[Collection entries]
* * * * *

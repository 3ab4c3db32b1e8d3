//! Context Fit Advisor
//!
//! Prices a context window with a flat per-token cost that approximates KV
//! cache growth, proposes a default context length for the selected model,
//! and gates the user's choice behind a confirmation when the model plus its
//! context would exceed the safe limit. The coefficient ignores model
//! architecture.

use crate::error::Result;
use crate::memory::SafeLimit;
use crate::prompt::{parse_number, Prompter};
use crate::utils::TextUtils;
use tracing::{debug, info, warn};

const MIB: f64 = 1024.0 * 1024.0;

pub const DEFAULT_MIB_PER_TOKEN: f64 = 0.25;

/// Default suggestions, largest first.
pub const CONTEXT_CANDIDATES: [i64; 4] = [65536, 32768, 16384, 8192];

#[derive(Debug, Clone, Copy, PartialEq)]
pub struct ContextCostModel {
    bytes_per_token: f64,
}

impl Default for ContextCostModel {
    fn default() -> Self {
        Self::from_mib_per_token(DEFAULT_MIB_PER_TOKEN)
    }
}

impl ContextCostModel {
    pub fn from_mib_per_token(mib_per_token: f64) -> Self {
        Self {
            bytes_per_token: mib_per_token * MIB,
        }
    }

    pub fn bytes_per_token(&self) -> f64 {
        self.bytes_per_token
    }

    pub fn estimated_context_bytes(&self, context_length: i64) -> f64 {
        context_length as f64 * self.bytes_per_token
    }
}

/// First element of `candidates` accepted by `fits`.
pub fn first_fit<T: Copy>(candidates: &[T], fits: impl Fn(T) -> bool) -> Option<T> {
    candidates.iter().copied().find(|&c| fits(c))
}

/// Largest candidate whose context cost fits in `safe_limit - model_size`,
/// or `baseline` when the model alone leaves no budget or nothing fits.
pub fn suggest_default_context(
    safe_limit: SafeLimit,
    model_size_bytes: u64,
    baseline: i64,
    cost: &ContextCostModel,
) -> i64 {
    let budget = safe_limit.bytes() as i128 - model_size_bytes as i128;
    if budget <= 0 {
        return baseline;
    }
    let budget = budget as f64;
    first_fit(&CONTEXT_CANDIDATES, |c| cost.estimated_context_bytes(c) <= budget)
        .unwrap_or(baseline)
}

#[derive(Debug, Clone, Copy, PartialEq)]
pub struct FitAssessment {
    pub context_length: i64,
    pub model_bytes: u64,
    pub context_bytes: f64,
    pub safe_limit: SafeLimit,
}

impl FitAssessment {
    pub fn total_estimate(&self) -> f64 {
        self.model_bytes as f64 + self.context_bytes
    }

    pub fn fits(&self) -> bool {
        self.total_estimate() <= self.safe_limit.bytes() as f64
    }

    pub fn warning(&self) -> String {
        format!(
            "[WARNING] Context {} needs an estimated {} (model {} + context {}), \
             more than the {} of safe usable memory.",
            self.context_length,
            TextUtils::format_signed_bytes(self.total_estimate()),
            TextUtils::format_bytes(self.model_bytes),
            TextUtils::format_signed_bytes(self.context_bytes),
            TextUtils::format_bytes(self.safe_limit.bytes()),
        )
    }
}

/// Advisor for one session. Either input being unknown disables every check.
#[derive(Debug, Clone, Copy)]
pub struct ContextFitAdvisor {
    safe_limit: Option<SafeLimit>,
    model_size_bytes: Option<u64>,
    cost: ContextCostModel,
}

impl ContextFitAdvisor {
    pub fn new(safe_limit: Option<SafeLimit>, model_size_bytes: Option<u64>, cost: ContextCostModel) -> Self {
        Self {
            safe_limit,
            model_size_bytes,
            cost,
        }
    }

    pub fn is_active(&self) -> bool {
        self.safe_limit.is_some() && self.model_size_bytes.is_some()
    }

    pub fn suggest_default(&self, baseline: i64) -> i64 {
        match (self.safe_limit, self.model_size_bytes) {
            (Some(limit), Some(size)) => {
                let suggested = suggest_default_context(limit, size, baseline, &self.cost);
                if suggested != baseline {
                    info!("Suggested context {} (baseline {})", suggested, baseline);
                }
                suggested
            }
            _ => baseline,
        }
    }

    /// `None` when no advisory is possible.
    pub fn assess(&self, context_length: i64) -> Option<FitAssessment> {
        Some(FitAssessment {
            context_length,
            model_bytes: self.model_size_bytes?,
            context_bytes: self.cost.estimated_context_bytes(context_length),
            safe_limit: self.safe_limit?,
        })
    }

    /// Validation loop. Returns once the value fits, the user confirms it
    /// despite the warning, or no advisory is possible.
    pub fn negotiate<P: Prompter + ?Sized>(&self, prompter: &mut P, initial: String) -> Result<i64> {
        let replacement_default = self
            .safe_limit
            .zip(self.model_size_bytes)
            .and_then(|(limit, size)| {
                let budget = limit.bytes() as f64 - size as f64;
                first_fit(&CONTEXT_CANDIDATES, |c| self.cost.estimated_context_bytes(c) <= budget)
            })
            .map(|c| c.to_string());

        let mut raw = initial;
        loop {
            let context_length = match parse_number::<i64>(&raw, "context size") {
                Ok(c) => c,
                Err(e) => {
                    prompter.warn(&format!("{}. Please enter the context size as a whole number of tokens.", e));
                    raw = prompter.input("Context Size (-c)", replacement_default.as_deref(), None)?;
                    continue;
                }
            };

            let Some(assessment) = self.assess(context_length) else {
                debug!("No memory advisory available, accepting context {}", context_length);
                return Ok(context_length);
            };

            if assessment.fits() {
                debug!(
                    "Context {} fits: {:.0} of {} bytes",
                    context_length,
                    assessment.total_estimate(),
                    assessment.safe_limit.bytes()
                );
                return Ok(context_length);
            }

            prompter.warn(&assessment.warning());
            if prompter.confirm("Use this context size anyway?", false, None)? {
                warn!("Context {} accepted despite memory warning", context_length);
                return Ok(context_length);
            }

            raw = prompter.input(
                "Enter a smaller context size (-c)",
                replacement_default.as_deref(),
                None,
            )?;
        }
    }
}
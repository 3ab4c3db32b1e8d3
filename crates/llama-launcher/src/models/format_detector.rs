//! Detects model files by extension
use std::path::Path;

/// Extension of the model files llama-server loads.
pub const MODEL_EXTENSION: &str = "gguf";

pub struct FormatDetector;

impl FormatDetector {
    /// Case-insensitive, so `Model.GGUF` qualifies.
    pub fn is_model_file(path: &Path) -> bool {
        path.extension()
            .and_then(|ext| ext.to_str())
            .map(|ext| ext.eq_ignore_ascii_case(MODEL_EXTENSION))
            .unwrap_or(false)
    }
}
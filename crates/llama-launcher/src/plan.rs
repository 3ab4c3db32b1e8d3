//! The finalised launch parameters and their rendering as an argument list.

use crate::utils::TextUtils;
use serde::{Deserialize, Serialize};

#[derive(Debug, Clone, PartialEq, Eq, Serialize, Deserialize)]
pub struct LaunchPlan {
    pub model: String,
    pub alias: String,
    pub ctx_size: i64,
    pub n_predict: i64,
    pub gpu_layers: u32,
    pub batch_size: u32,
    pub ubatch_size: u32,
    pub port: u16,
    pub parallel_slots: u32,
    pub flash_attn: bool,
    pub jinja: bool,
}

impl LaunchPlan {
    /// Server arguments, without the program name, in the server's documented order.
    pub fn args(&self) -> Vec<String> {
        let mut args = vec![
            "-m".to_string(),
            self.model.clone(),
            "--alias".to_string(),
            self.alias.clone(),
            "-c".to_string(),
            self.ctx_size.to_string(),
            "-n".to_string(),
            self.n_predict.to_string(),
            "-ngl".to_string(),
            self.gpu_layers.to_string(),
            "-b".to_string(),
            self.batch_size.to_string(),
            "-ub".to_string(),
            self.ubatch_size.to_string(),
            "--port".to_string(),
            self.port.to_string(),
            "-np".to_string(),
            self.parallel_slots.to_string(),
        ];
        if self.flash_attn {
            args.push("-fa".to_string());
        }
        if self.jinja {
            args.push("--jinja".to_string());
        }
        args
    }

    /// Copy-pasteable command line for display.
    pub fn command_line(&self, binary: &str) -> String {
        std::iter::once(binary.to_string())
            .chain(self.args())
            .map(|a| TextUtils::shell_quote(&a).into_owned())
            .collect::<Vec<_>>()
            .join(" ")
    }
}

* * * * *

# Your task:
In the records above, which lines hold the string "llama"? Copy each one.

# Output below:
filename crates/llama-launcher/src/models/format_detector.rs
/// Extension of the model files llama-server loads.
filename crates/llama-launcher/src/plan.rs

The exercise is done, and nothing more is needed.